(Saved data entries)

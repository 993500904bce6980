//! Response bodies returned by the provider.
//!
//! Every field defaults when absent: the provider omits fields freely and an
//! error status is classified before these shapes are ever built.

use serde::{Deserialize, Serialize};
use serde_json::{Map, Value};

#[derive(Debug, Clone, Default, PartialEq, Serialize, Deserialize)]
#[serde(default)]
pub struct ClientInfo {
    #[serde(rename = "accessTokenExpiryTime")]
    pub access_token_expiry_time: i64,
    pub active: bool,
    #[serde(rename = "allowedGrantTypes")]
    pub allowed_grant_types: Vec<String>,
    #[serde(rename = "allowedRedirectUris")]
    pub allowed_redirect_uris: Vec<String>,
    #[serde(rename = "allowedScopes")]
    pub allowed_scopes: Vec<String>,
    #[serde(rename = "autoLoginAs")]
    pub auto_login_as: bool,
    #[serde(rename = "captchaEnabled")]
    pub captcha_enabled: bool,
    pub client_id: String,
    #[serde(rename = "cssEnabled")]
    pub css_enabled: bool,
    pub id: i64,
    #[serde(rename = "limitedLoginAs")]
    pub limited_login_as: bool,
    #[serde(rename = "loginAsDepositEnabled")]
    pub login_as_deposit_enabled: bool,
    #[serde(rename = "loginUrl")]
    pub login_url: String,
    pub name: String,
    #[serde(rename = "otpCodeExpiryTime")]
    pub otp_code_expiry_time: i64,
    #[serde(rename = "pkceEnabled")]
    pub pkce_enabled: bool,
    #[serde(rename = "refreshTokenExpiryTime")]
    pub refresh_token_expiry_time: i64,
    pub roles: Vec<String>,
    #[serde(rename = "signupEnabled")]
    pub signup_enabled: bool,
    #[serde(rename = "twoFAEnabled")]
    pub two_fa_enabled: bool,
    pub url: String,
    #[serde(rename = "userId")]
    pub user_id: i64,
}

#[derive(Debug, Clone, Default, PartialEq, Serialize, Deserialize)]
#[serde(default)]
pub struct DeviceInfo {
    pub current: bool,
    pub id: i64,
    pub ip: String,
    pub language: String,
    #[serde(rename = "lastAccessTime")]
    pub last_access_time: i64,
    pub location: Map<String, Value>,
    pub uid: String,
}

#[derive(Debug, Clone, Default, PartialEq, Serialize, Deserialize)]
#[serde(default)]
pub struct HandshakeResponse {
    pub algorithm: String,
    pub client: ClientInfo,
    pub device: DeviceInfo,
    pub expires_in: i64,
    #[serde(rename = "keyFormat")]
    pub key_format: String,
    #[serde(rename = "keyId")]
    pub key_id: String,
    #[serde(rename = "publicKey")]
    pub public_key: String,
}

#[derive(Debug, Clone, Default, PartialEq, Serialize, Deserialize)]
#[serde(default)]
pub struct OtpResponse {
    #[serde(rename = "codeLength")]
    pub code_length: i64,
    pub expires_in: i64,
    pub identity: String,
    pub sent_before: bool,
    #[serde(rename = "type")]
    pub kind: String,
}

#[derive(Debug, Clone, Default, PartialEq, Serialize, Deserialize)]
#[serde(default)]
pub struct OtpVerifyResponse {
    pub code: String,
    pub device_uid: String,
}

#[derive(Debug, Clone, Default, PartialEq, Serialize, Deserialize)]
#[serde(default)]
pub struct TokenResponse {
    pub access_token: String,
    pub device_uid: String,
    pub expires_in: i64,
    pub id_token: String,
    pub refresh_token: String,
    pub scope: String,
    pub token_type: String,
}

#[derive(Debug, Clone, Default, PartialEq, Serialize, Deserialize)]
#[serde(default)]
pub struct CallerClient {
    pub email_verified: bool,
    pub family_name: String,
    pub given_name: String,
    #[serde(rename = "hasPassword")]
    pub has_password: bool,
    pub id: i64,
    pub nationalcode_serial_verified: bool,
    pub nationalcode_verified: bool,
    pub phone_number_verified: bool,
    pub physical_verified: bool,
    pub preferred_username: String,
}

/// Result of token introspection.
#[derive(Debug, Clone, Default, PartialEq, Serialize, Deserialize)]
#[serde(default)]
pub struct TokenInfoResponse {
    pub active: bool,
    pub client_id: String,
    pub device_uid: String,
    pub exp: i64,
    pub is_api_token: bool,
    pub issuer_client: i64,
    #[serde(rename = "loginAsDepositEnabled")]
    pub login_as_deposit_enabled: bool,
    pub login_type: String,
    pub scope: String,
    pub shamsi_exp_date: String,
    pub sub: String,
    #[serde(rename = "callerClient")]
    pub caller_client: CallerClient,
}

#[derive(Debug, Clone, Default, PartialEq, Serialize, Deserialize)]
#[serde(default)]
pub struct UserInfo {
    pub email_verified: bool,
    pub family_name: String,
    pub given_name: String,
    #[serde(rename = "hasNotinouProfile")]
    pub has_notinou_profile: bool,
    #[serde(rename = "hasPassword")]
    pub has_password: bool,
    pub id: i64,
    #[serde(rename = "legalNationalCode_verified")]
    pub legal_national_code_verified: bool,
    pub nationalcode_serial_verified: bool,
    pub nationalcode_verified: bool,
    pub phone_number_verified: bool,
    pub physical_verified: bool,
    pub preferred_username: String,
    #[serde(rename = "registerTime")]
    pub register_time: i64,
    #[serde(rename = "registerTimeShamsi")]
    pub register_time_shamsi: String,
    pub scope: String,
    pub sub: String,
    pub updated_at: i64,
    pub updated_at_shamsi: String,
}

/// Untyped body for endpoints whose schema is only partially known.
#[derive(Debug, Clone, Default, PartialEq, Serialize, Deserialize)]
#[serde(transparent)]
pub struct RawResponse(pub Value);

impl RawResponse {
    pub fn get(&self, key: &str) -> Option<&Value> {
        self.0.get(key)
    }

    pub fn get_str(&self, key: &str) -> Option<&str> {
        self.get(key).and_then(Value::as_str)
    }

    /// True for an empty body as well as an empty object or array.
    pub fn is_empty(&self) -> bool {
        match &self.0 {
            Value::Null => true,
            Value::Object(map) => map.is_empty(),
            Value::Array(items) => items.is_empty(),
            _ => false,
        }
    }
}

__Aim of the exercise__.
Keep the wording exact. Give all of the records again.

__Written response__.
repository 993500904bce6980
//! Response bodies returned by the provider.
//!
//! Every field defaults when absent: the provider omits fields freely and an
//! error status is classified before these shapes are ever built.

use serde::{Deserialize, Serialize};
use serde_json::{Map, Value};

#[derive(Debug, Clone, Default, PartialEq, Serialize, Deserialize)]
#[serde(default)]
pub struct ClientInfo {
    #[serde(rename = "accessTokenExpiryTime")]
    pub access_token_expiry_time: i64,
    pub active: bool,
    #[serde(rename = "allowedGrantTypes")]
    pub allowed_grant_types: Vec<String>,
    #[serde(rename = "allowedRedirectUris")]
    pub allowed_redirect_uris: Vec<String>,
    #[serde(rename = "allowedScopes")]
    pub allowed_scopes: Vec<String>,
    #[serde(rename = "autoLoginAs")]
    pub auto_login_as: bool,
    #[serde(rename = "captchaEnabled")]
    pub captcha_enabled: bool,
    pub client_id: String,
    #[serde(rename = "cssEnabled")]
    pub css_enabled: bool,
    pub id: i64,
    #[serde(rename = "limitedLoginAs")]
    pub limited_login_as: bool,
    #[serde(rename = "loginAsDepositEnabled")]
    pub login_as_deposit_enabled: bool,
    #[serde(rename = "loginUrl")]
    pub login_url: String,
    pub name: String,
    #[serde(rename = "otpCodeExpiryTime")]
    pub otp_code_expiry_time: i64,
    #[serde(rename = "pkceEnabled")]
    pub pkce_enabled: bool,
    #[serde(rename = "refreshTokenExpiryTime")]
    pub refresh_token_expiry_time: i64,
    pub roles: Vec<String>,
    #[serde(rename = "signupEnabled")]
    pub signup_enabled: bool,
    #[serde(rename = "twoFAEnabled")]
    pub two_fa_enabled: bool,
    pub url: String,
    #[serde(rename = "userId")]
    pub user_id: i64,
}

#[derive(Debug, Clone, Default, PartialEq, Serialize, Deserialize)]
#[serde(default)]
pub struct DeviceInfo {
    pub current: bool,
    pub id: i64,
    pub ip: String,
    pub language: String,
    #[serde(rename = "lastAccessTime")]
    pub last_access_time: i64,
    pub location: Map<String, Value>,
    pub uid: String,
}

#[derive(Debug, Clone, Default, PartialEq, Serialize, Deserialize)]
#[serde(default)]
pub struct HandshakeResponse {
    pub algorithm: String,
    pub client: ClientInfo,
    pub device: DeviceInfo,
    pub expires_in: i64,
    #[serde(rename = "keyFormat")]
    pub key_format: String,
    #[serde(rename = "keyId")]
    pub key_id: String,
    #[serde(rename = "publicKey")]
    pub public_key: String,
}

#[derive(Debug, Clone, Default, PartialEq, Serialize, Deserialize)]
#[serde(default)]
pub struct OtpResponse {
    #[serde(rename = "codeLength")]
    pub code_length: i64,
    pub expires_in: i64,
    pub identity: String,
    pub sent_before: bool,
    #[serde(rename = "type")]
    pub kind: String,
}

#[derive(Debug, Clone, Default, PartialEq, Serialize, Deserialize)]
#[serde(default)]
pub struct OtpVerifyResponse {
    pub code: String,
    pub device_uid: String,
}

#[derive(Debug, Clone, Default, PartialEq, Serialize, Deserialize)]
#[serde(default)]
pub struct TokenResponse {
    pub access_token: String,
    pub device_uid: String,
    pub expires_in: i64,
    pub id_token: String,
    pub refresh_token: String,
    pub scope: String,
    pub token_type: String,
}

#[derive(Debug, Clone, Default, PartialEq, Serialize, Deserialize)]
#[serde(default)]
pub struct CallerClient {
    pub email_verified: bool,
    pub family_name: String,
    pub given_name: String,
    #[serde(rename = "hasPassword")]
    pub has_password: bool,
    pub id: i64,
    pub nationalcode_serial_verified: bool,
    pub nationalcode_verified: bool,
    pub phone_number_verified: bool,
    pub physical_verified: bool,
    pub preferred_username: String,
}

/// Result of token introspection.
#[derive(Debug, Clone, Default, PartialEq, Serialize, Deserialize)]
#[serde(default)]
pub struct TokenInfoResponse {
    pub active: bool,
    pub client_id: String,
    pub device_uid: String,
    pub exp: i64,
    pub is_api_token: bool,
    pub issuer_client: i64,
    #[serde(rename = "loginAsDepositEnabled")]
    pub login_as_deposit_enabled: bool,
    pub login_type: String,
    pub scope: String,
    pub shamsi_exp_date: String,
    pub sub: String,
    #[serde(rename = "callerClient")]
    pub caller_client: CallerClient,
}

#[derive(Debug, Clone, Default, PartialEq, Serialize, Deserialize)]
#[serde(default)]
pub struct UserInfo {
    pub email_verified: bool,
    pub family_name: String,
    pub given_name: String,
    #[serde(rename = "hasNotinouProfile")]
    pub has_notinou_profile: bool,
    #[serde(rename = "hasPassword")]
    pub has_password: bool,
    pub id: i64,
    #[serde(rename = "legalNationalCode_verified")]
    pub legal_national_code_verified: bool,
    pub nationalcode_serial_verified: bool,
    pub nationalcode_verified: bool,
    pub phone_number_verified: bool,
    pub physical_verified: bool,
    pub preferred_username: String,
    #[serde(rename = "registerTime")]
    pub register_time: i64,
    #[serde(rename = "registerTimeShamsi")]
    pub register_time_shamsi: String,
    pub scope: String,
    pub sub: String,
    pub updated_at: i64,
    pub updated_at_shamsi: String,
}

/// Untyped body for endpoints whose schema is only partially known.
#[derive(Debug, Clone, Default, PartialEq, Serialize, Deserialize)]
#[serde(transparent)]
pub struct RawResponse(pub Value);

impl RawResponse {
    pub fn get(&self, key: &str) -> Option<&Value> {
        self.0.get(key)
    }

    pub fn get_str(&self, key: &str) -> Option<&str> {
        self.get(key).and_then(Value::as_str)
    }

    /// True for an empty body as well as an empty object or array.
    pub fn is_empty(&self) -> bool {
        match &self.0 {
            Value::Null => true,
            Value::Object(map) => map.is_empty(),
            Value::Array(items) => items.is_empty(),
            _ => false,
        }
    }
}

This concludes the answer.